### Input records ###
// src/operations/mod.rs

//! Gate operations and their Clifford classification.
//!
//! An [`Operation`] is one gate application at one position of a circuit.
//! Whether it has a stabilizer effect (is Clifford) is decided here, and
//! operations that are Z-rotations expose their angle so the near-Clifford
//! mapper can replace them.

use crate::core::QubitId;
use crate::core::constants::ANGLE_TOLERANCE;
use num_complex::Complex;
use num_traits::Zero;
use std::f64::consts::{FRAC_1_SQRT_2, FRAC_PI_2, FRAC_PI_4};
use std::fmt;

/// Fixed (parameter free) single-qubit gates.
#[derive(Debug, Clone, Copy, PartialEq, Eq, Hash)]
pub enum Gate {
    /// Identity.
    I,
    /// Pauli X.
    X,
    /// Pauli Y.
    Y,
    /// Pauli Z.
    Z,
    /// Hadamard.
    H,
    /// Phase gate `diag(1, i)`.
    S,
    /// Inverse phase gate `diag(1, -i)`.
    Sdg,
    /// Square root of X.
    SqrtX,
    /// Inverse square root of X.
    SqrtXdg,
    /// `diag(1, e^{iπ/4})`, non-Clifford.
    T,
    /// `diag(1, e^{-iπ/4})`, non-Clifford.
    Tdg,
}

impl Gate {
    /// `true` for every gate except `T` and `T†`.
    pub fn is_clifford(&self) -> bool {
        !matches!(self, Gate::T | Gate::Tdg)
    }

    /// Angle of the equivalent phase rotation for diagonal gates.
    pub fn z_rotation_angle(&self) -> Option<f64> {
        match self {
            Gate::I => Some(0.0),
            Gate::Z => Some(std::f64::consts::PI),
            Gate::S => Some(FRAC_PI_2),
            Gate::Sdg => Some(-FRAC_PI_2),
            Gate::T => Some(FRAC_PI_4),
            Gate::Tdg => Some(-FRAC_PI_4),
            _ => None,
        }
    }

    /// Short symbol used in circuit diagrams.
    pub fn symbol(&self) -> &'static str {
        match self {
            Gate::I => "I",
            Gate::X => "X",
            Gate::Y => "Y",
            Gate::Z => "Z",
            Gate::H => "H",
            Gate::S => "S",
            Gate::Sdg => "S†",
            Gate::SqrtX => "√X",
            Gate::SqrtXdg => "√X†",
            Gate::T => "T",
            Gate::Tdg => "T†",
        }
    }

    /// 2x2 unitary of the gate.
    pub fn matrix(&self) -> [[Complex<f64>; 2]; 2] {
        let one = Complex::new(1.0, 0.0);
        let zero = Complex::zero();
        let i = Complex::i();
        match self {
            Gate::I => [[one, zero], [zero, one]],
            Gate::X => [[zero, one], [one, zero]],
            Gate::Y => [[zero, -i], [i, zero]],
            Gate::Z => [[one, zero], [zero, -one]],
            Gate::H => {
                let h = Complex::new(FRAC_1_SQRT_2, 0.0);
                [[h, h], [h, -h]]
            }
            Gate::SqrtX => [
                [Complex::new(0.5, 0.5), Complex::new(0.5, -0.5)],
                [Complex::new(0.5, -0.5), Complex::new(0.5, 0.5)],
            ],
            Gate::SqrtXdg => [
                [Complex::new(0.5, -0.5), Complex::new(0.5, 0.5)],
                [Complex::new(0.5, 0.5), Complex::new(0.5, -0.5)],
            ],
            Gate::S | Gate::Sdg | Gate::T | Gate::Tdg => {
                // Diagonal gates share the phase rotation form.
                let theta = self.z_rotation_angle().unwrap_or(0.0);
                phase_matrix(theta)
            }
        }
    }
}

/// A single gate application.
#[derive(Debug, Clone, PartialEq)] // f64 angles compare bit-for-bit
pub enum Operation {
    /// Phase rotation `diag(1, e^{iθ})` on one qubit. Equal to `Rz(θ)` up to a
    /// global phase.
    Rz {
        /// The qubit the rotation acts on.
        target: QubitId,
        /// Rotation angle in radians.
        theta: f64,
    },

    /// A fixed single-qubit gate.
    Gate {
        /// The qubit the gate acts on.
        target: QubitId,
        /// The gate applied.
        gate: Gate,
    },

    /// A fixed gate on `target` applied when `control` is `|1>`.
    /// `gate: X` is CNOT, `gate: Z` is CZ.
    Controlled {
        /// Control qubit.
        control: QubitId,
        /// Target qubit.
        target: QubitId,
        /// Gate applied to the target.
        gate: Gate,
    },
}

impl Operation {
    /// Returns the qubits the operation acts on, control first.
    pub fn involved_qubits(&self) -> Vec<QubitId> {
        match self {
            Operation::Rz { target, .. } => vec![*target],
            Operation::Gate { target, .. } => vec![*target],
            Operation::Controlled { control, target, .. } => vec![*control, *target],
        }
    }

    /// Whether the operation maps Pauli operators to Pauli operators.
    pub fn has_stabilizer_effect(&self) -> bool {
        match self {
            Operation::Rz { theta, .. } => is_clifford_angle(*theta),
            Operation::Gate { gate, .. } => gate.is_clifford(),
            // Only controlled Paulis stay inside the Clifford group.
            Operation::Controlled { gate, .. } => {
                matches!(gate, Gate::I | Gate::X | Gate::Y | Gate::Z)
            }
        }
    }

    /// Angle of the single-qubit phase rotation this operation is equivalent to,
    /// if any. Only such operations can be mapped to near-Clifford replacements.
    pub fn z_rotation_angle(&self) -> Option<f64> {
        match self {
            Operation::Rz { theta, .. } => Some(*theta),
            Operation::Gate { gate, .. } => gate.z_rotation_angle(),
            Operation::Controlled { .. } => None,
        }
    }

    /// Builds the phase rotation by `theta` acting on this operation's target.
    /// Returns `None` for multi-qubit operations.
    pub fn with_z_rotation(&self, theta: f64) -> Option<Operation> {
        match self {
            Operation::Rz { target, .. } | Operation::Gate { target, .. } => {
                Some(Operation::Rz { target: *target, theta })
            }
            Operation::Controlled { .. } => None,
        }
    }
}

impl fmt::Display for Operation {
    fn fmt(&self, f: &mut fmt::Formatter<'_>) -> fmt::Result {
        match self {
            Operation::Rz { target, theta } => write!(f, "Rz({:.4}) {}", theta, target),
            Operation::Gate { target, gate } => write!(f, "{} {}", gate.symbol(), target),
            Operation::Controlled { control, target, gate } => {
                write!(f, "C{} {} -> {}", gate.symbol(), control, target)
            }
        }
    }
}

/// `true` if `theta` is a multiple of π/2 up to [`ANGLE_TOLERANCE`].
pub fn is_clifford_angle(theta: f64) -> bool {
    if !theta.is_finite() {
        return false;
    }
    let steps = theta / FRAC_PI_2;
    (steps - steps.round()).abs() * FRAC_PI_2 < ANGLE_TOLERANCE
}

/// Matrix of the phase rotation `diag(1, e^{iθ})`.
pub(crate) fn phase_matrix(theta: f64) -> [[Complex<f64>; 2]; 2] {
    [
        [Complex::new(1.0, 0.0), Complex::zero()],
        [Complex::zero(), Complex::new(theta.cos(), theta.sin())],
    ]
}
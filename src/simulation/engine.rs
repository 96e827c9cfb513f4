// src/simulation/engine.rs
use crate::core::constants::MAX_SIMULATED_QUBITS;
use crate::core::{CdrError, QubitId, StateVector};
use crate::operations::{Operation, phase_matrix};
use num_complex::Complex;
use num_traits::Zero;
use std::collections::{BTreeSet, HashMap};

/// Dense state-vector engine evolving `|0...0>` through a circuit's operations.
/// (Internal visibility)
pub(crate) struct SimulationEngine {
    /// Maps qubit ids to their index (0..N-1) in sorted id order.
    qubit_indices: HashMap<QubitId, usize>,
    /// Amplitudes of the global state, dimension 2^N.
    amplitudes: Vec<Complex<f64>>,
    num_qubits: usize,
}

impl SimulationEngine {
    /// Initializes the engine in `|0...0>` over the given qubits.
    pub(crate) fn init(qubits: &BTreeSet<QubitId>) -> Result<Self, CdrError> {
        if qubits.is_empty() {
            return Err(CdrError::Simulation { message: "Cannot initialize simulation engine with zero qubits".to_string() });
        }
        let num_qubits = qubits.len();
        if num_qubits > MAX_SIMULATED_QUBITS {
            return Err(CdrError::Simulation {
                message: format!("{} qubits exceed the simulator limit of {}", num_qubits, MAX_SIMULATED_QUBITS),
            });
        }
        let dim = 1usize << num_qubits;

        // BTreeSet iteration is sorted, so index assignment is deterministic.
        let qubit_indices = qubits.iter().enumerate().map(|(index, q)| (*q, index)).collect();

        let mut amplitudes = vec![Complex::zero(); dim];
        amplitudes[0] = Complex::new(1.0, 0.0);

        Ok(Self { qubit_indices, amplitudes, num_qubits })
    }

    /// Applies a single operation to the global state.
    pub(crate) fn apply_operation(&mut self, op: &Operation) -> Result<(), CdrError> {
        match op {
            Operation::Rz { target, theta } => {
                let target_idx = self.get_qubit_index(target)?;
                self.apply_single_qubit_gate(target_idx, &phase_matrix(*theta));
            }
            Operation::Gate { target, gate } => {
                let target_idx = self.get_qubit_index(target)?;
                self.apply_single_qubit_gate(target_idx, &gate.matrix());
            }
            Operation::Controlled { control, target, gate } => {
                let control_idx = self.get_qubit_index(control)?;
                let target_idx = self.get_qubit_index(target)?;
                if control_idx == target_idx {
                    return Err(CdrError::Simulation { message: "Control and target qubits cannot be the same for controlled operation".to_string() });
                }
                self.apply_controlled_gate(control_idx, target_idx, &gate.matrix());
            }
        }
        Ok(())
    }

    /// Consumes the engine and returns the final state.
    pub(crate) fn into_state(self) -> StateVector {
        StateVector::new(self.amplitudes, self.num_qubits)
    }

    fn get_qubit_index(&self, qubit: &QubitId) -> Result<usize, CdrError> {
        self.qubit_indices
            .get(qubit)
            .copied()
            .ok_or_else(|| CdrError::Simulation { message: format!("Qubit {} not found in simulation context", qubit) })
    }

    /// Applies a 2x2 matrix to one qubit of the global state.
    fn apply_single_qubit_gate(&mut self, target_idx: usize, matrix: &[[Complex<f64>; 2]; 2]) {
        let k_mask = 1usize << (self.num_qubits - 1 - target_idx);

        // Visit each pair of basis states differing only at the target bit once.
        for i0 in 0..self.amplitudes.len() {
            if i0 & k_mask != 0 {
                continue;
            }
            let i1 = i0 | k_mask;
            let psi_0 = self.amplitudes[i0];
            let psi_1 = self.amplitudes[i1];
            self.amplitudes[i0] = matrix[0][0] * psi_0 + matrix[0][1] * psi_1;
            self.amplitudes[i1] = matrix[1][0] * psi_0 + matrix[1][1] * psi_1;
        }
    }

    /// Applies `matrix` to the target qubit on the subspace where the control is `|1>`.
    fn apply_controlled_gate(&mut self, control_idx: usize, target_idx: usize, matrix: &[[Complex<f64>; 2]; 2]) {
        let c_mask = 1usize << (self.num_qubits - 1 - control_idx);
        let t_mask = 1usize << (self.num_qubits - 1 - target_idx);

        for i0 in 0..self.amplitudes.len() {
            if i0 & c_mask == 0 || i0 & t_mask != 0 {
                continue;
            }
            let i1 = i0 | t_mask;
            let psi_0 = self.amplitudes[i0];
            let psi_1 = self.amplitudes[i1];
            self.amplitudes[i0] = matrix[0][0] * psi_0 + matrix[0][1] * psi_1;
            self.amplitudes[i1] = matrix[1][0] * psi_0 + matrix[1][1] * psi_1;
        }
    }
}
###
What you have to do :: Please give only the count of lines above containing "applied".

Completed task :: 3